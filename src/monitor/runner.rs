//! Monitor loop driver.
//!
//! One thread runs capture → recognize → detect sequentially, then sleeps
//! for the scan delay. At most one scan is ever in flight: if OCR takes
//! longer than the delay, the next scan simply starts late instead of
//! overlapping. Stopping is cooperative and never interrupts a scan.

use anyhow::{anyhow, Result};
use chrono::Local;
use std::collections::VecDeque;
use std::sync::atomic::{AtomicBool, AtomicU64, Ordering};
use std::sync::{Arc, Mutex};
use std::thread;
use std::time::Duration;

use crate::capture::ScreenGrabber;
use crate::config::AppConfig;
use crate::counter::CounterStore;
use crate::detector::DeathDetector;
use crate::monitor::state::{MonitorContext, ScanOutcome};
use crate::ocr::TesseractEngine;
use crate::screen::{centered_capture_zone, detect_screens, select_screen};

/// Event lines kept for the GUI log panel.
const MAX_EVENTS: usize = 200;

/// Scans between "monitoring active" heartbeat log lines.
const HEARTBEAT_EVERY: u64 = 10;

/// Stop-flag polling granularity while sleeping between scans.
const SLEEP_SLICE: Duration = Duration::from_millis(100);

/// Snapshot of the monitor loop for the presentation layer.
///
/// The loop owns its state and publishes read-only copies here; the GUI
/// and console never mutate monitoring state directly, they only request
/// start/stop/reset.
pub struct MonitorShared {
    running: AtomicBool,
    death_count: AtomicU64,
    scan_count: AtomicU64,
    status: Mutex<String>,
    events: Mutex<VecDeque<String>>,
}

impl MonitorShared {
    pub fn new() -> Arc<Self> {
        Arc::new(Self {
            running: AtomicBool::new(false),
            death_count: AtomicU64::new(0),
            scan_count: AtomicU64::new(0),
            status: Mutex::new("Ready".to_string()),
            events: Mutex::new(VecDeque::new()),
        })
    }

    pub fn is_running(&self) -> bool {
        self.running.load(Ordering::SeqCst)
    }

    pub fn set_running(&self, running: bool) {
        self.running.store(running, Ordering::SeqCst);
    }

    /// Requests a cooperative stop. Only prevents future scans; an
    /// in-flight scan finishes and its result is discarded.
    pub fn request_stop(&self) {
        self.running.store(false, Ordering::SeqCst);
    }

    pub fn death_count(&self) -> u64 {
        self.death_count.load(Ordering::SeqCst)
    }

    pub fn set_death_count(&self, count: u64) {
        self.death_count.store(count, Ordering::SeqCst);
    }

    pub fn status_text(&self) -> String {
        self.status
            .lock()
            .map(|s| s.clone())
            .unwrap_or_else(|_| "Unknown".to_string())
    }

    pub fn set_status(&self, status: &str) {
        if let Ok(mut s) = self.status.lock() {
            *s = status.to_string();
        }
    }

    /// Logs a message and appends it to the GUI event list with a timestamp.
    pub fn event(&self, msg: &str) {
        crate::log(msg);
        if let Ok(mut events) = self.events.lock() {
            let line = format!("[{}] {}", Local::now().format("%H:%M:%S"), msg);
            events.push_back(line);
            while events.len() > MAX_EVENTS {
                events.pop_front();
            }
        }
    }

    pub fn recent_events(&self) -> Vec<String> {
        self.events
            .lock()
            .map(|e| e.iter().cloned().collect())
            .unwrap_or_default()
    }
}

/// Starts the monitor loop in a background thread (GUI mode).
///
/// Returns an error if monitoring is already running. The thread builds
/// its own capture and OCR backends so none of them cross threads.
pub fn start_monitor(config: AppConfig, shared: Arc<MonitorShared>) -> Result<()> {
    if shared.running.swap(true, Ordering::SeqCst) {
        return Err(anyhow!("Monitoring is already running"));
    }

    thread::spawn(move || {
        run_loop(&config, &shared);
        shared.set_running(false);
        shared.event("Monitoring stopped");
        shared.set_status("Stopped");
    });

    Ok(())
}

/// Runs the monitor loop on the current thread (console mode).
/// Blocks until `request_stop` is called or the process exits.
pub fn run_blocking(config: &AppConfig, shared: &Arc<MonitorShared>) {
    shared.set_running(true);
    run_loop(config, shared);
    shared.set_running(false);
}

/// Resets the persisted counter to zero. Only valid while stopped.
pub fn reset_counter(shared: &MonitorShared) -> Result<()> {
    if shared.is_running() {
        return Err(anyhow!("Cannot reset while monitoring is running"));
    }
    CounterStore::new(crate::paths::get_counter_file()).reset()?;
    shared.set_death_count(0);
    shared.event("Counter reset to zero");
    Ok(())
}

/// Builds the capture/OCR/detection pipeline from config and scans until
/// the stop flag clears.
fn run_loop(config: &AppConfig, shared: &Arc<MonitorShared>) {
    let screens = detect_screens();
    let screen = select_screen(&screens, &config.selected_screen_name);
    let zone = centered_capture_zone(&screen, config.capture_width, config.capture_height);

    shared.event(&format!("Monitoring started on {}", screen.description()));
    crate::log(&format!(
        "Capture zone: {}x{} at ({}, {})",
        zone.width, zone.height, zone.x, zone.y
    ));

    let engine = TesseractEngine::new();
    if let Err(e) = engine.check_available() {
        // Not fatal: every scan will fail with a recognition error, which
        // is logged, and the user can install tesseract without restarting.
        shared.event(&format!("Warning: tesseract not available: {}", e));
    }

    let mut ctx = MonitorContext::new(
        ScreenGrabber::new(config.selected_screen_name.clone()),
        engine,
        DeathDetector::new(config.min_confidence, config.match_threshold),
        CounterStore::new(crate::paths::get_counter_file()),
        zone,
        shared.clone(),
        config.verbose_mode,
        config.debug_mode,
    );

    shared.set_status(&format!("Monitoring... deaths: {}", ctx.death_count()));
    let delay = Duration::from_secs_f64(config.scan_delay.max(0.1));

    while shared.is_running() {
        match ctx.step() {
            Ok(ScanOutcome::Counted(total)) => {
                shared.set_status(&format!("Monitoring... deaths: {}", total));
            }
            Ok(ScanOutcome::Discarded) => break,
            Ok(_) => {}
            Err(e) => {
                // Log and keep scanning; a failed scan never ends the loop
                shared.event(&format!("Scan error: {}", e));
            }
        }

        let scans = shared.scan_count.fetch_add(1, Ordering::SeqCst) + 1;
        if scans % HEARTBEAT_EVERY == 0 {
            crate::log(&format!(
                "Monitoring active... current deaths: {}",
                ctx.death_count()
            ));
        }

        sleep_with_stop(shared, delay);
    }
}

/// Sleeps for the scan delay in short slices so a stop request takes
/// effect promptly instead of after a full delay.
fn sleep_with_stop(shared: &MonitorShared, delay: Duration) {
    let mut remaining = delay;
    while shared.is_running() && !remaining.is_zero() {
        let slice = remaining.min(SLEEP_SLICE);
        thread::sleep(slice);
        remaining = remaining.saturating_sub(slice);
    }
}

#[cfg(test)]
mod tests {
    use super::*;

    #[test]
    fn test_shared_defaults() {
        let shared = MonitorShared::new();
        assert!(!shared.is_running());
        assert_eq!(shared.death_count(), 0);
        assert_eq!(shared.status_text(), "Ready");
        assert!(shared.recent_events().is_empty());
    }

    #[test]
    fn test_event_list_is_capped() {
        let shared = MonitorShared::new();
        for i in 0..(MAX_EVENTS + 50) {
            shared.event(&format!("event {}", i));
        }
        let events = shared.recent_events();
        assert_eq!(events.len(), MAX_EVENTS);
        // Oldest entries were dropped
        assert!(events[0].contains("event 50"));
    }

    #[test]
    fn test_reset_refused_while_running() {
        let shared = MonitorShared::new();
        shared.set_running(true);
        assert!(reset_counter(&shared).is_err());
    }

    #[test]
    fn test_stop_request_clears_running() {
        let shared = MonitorShared::new();
        shared.set_running(true);
        shared.request_stop();
        assert!(!shared.is_running());
    }
}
########################################
_TASK TO CARRY OUT_
Looking at the entries above, work out how many lines include the word "AppConfig" and reply with that number alone.

_WRITTEN ANSWER_
4